The Complete ELNY Saga
From the mailbox
To the editor,
Were it not for the importance of protecting accident survivors’ financial security, the February letter from Michael Ross would have been almost amusing given its howling inaccuracies about structured settlements.
Let’s be clear: A structured settlement is a voluntary option in which all sides in a claim, certainly including the plaintiff, have access to professionals with a duty to represent their interests. No plaintiff is “told” to accept payments. To the contrary, plaintiffs these days have never had greater latitude to tailor their payments to meet their specific future needs.
For an excellent example of this, go to YouTube and watch a video called “Structured Settlements & Holly’s Story” in which Congressman Joe Courtney (CT) recalls his days as a lawyer, representing a close friend’s daughter after she was severely burned. With his advice, the family agreed on a structured settlement specifically designed to pay for her future skin-graft operations and it has worked beautifully, funding her surgeries and taking a major financial and emotional burden off her parents.
Also important, under the federal tax code, structured settlement income is completely exempt from all federal and state taxes, including taxes on interest, dividends and capital gains. With tax rates going up across the country, this is a significant financial benefit that, once again, other financial options cannot match.
With so many benefits —guaranteed financial security, tax-free income, tailored payments and no management fees—it should not be surprising that every major disability rights organization in the nation is on record as endorsing structured settlements.

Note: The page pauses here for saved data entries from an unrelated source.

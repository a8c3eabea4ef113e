//! Agent 层：按流程驱动对话的单会话运行时
//!
//! - runtime：Agent（一轮的编排、回滚、快照与恢复）
//! - builder：装配 LLM、工具传输与存储
//! - planner：对 LLM 的抽取 / 提问 / 回复
//! - turn：单轮输入与结果

pub mod builder;
pub mod planner;
pub mod runtime;
pub mod turn;

pub use builder::{
    llm_from_config, new_session_id, store_from_config, transport_from_config, AgentBuilder,
};
pub use planner::Planner;
pub use runtime::Agent;
pub use turn::{TurnInput, TurnOutcome, TurnStatus};
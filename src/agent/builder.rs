//! Agent 构建器：统一的 Agent 初始化逻辑
//!
//! REPL、SessionManager 与测试共用同一套装配：流程 + LLM + 工具传输（或现成的 invoker）+ 可选存储。

use std::sync::Arc;

use crate::agent::planner::{Planner, DEFAULT_SYSTEM_PROMPT};
use crate::agent::runtime::Agent;
use crate::config::{AgentSection, AppConfig, LlmSection, StorageSection, ToolsSection};
use crate::core::AgentError;
use crate::flow::Flow;
use crate::llm::{LlmClient, MockLlmClient, OpenAiClient};
use crate::memory::{FileStore, InMemoryStore, SessionSnapshot, SnapshotStore, SqliteStore};
use crate::tools::{
    Calendar, HttpTransport, LocalTransport, RegistryInvoker, RetryPolicy, ToolInvoker,
    ToolTransport,
};

/// 新会话 ID
pub fn new_session_id() -> String {
    format!("session_{}", uuid::Uuid::new_v4())
}

/// 按 [llm] 段创建客户端：openai（默认）或 mock
pub fn llm_from_config(section: &LlmSection) -> Result<Arc<dyn LlmClient>, AgentError> {
    match section.provider.as_str() {
        "openai" => {
            let mut client = OpenAiClient::new(
                section.base_url.as_deref(),
                &section.model,
                section.api_key.as_deref(),
            );
            if let Some(t) = section.temperature {
                client = client.with_temperature(t);
            }
            Ok(Arc::new(client))
        }
        "mock" => Ok(Arc::new(MockLlmClient::new())),
        other => Err(AgentError::ConfigError(format!("unknown llm provider '{}'", other))),
    }
}

/// 按 [tools] 段创建传输：local 时挂上内存日历（同时返回，便于查看事件）
pub fn transport_from_config(
    section: &ToolsSection,
) -> Result<(Arc<dyn ToolTransport>, Option<Calendar>), AgentError> {
    match section.transport.as_str() {
        "local" => {
            let calendar = Calendar::new();
            let mut transport = LocalTransport::new();
            calendar.register(&mut transport);
            Ok((Arc::new(transport), Some(calendar)))
        }
        "http" => Ok((Arc::new(HttpTransport::new()), None)),
        other => Err(AgentError::ConfigError(format!("unknown tool transport '{}'", other))),
    }
}

/// 按 [storage] 段创建存储：file / sqlite / memory
pub fn store_from_config(section: &StorageSection) -> Result<Arc<dyn SnapshotStore>, AgentError> {
    match section.backend.as_str() {
        "file" => Ok(Arc::new(FileStore::new(&section.path)?)),
        "sqlite" => {
            if let Some(parent) = section.path.parent() {
                if !parent.as_os_str().is_empty() {
                    std::fs::create_dir_all(parent).map_err(|e| AgentError::Storage(e.to_string()))?;
                }
            }
            Ok(Arc::new(SqliteStore::open(&section.path)?))
        }
        "memory" => Ok(Arc::new(InMemoryStore::new())),
        other => Err(AgentError::ConfigError(format!("unknown storage backend '{}'", other))),
    }
}

/// Agent 构建器
pub struct AgentBuilder {
    flow: Arc<Flow>,
    llm: Option<Arc<dyn LlmClient>>,
    invoker: Option<Arc<dyn ToolInvoker>>,
    transport: Option<Arc<dyn ToolTransport>>,
    retry: RetryPolicy,
    store: Option<Arc<dyn SnapshotStore>>,
    settings: AgentSection,
    session_id: Option<String>,
}

impl AgentBuilder {
    pub fn new(flow: Arc<Flow>) -> Self {
        Self {
            flow,
            llm: None,
            invoker: None,
            transport: None,
            retry: RetryPolicy::default(),
            store: None,
            settings: AgentSection::default(),
            session_id: None,
        }
    }

    /// 从配置装配 LLM、传输、重试策略与 [agent] 段；存储需另行 with_store
    pub fn from_config(flow: Arc<Flow>, config: &AppConfig) -> Result<Self, AgentError> {
        let llm = llm_from_config(&config.llm)?;
        let (transport, _) = transport_from_config(&config.tools)?;
        Ok(Self::new(flow)
            .with_llm(llm)
            .with_transport(transport)
            .with_retry(config.tools.retry.clone())
            .with_settings(config.agent.clone()))
    }

    pub fn with_llm(mut self, llm: Arc<dyn LlmClient>) -> Self {
        self.llm = Some(llm);
        self
    }

    /// 直接指定 invoker（优先于 with_transport）
    pub fn with_invoker(mut self, invoker: Arc<dyn ToolInvoker>) -> Self {
        self.invoker = Some(invoker);
        self
    }

    /// 指定传输，build 时与流程的工具注册表组成 RegistryInvoker
    pub fn with_transport(mut self, transport: Arc<dyn ToolTransport>) -> Self {
        self.transport = Some(transport);
        self
    }

    pub fn with_retry(mut self, retry: RetryPolicy) -> Self {
        self.retry = retry;
        self
    }

    pub fn with_store(mut self, store: Arc<dyn SnapshotStore>) -> Self {
        self.store = Some(store);
        self
    }

    pub fn with_settings(mut self, settings: AgentSection) -> Self {
        self.settings = settings;
        self
    }

    pub fn with_session_id(mut self, session_id: impl Into<String>) -> Self {
        self.session_id = Some(session_id.into());
        self
    }

    fn system_prompt(&self) -> String {
        self.settings
            .system_prompt
            .clone()
            .or_else(|| {
                self.flow
                    .description()
                    .map(|d| format!("{}\nTask: {}", DEFAULT_SYSTEM_PROMPT, d))
            })
            .unwrap_or_else(|| DEFAULT_SYSTEM_PROMPT.to_string())
    }

    pub fn build(self) -> Result<Agent, AgentError> {
        let system_prompt = self.system_prompt();
        let llm = self
            .llm
            .ok_or_else(|| AgentError::ConfigError("no LLM client configured".into()))?;
        let invoker: Arc<dyn ToolInvoker> = match (self.invoker, self.transport) {
            (Some(invoker), _) => invoker,
            (None, Some(transport)) => Arc::new(
                RegistryInvoker::new(Arc::clone(self.flow.tools()), transport).with_retry(self.retry),
            ),
            (None, None) => {
                return Err(AgentError::ConfigError(
                    "no tool invoker or transport configured".into(),
                ))
            }
        };
        let session_id = self.session_id.unwrap_or_else(new_session_id);
        Ok(Agent::new(
            session_id,
            self.flow,
            invoker,
            Planner::new(llm, system_prompt),
            self.settings,
            self.store,
        ))
    }

    /// 构建并从快照恢复（记忆从已设置的存储读取）
    pub fn resume(self, snapshot: SessionSnapshot) -> Result<Agent, AgentError> {
        let session_id = snapshot.session_id.clone();
        let mut agent = self.with_session_id(session_id).build()?;
        agent.restore(snapshot)?;
        Ok(agent)
    }
}

#[cfg(test)]
mod tests {
    use super::*;
    use crate::flow::FlowBuilder;

    fn flow() -> Arc<Flow> {
        Arc::new(
            FlowBuilder::new("greet")
                .description("Greet the user")
                .state("hello", &[])
                .terminal()
                .build()
                .unwrap(),
        )
    }

    #[test]
    fn test_build_requires_llm_and_tools() {
        let err = AgentBuilder::new(flow()).build().err().unwrap();
        assert!(matches!(err, AgentError::ConfigError(_)));

        let err = AgentBuilder::new(flow())
            .with_llm(Arc::new(MockLlmClient::new()))
            .build()
            .err()
            .unwrap();
        assert!(err.to_string().contains("invoker"));
    }

    #[test]
    fn test_build_assigns_session_id() {
        let agent = AgentBuilder::new(flow())
            .with_llm(Arc::new(MockLlmClient::new()))
            .with_transport(Arc::new(LocalTransport::new()))
            .build()
            .unwrap();
        assert!(agent.session_id().starts_with("session_"));
        assert_eq!(agent.current_state_id(), "hello");
    }

    #[test]
    fn test_unknown_backends_are_config_errors() {
        let llm = LlmSection {
            provider: "nope".into(),
            ..LlmSection::default()
        };
        assert!(matches!(llm_from_config(&llm), Err(AgentError::ConfigError(_))));

        let storage = StorageSection {
            backend: "nope".into(),
            ..StorageSection::default()
        };
        assert!(matches!(store_from_config(&storage), Err(AgentError::ConfigError(_))));
    }
}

And as William Robinson, recently the president of the American Bar Association, has put it, “To resolve a case involving injuries of any seriousness and not use a structured settlement as part of the strategy for resolving this matter—I wouldn’t go so far as to call it malpractice but it certainly isn’t state-of-the-art.”
Randy Dyer
President, National Structured Settlement Trade Association
Boomers want annuities, they just don’t know it
Online letter
I’ve struggled trying to get younger people to start planning with Indexed annuities or even Indexed Universal Life. Many of them just don’t get it. The ones closer to retirement get it a little more.
Especially when I show them a picture of a 75 year old man working at McDonald’s and I show them a graph of the S&P 500 and I ask them, what would you do with what you currently have if the stock market crashes again the year your ready to retire.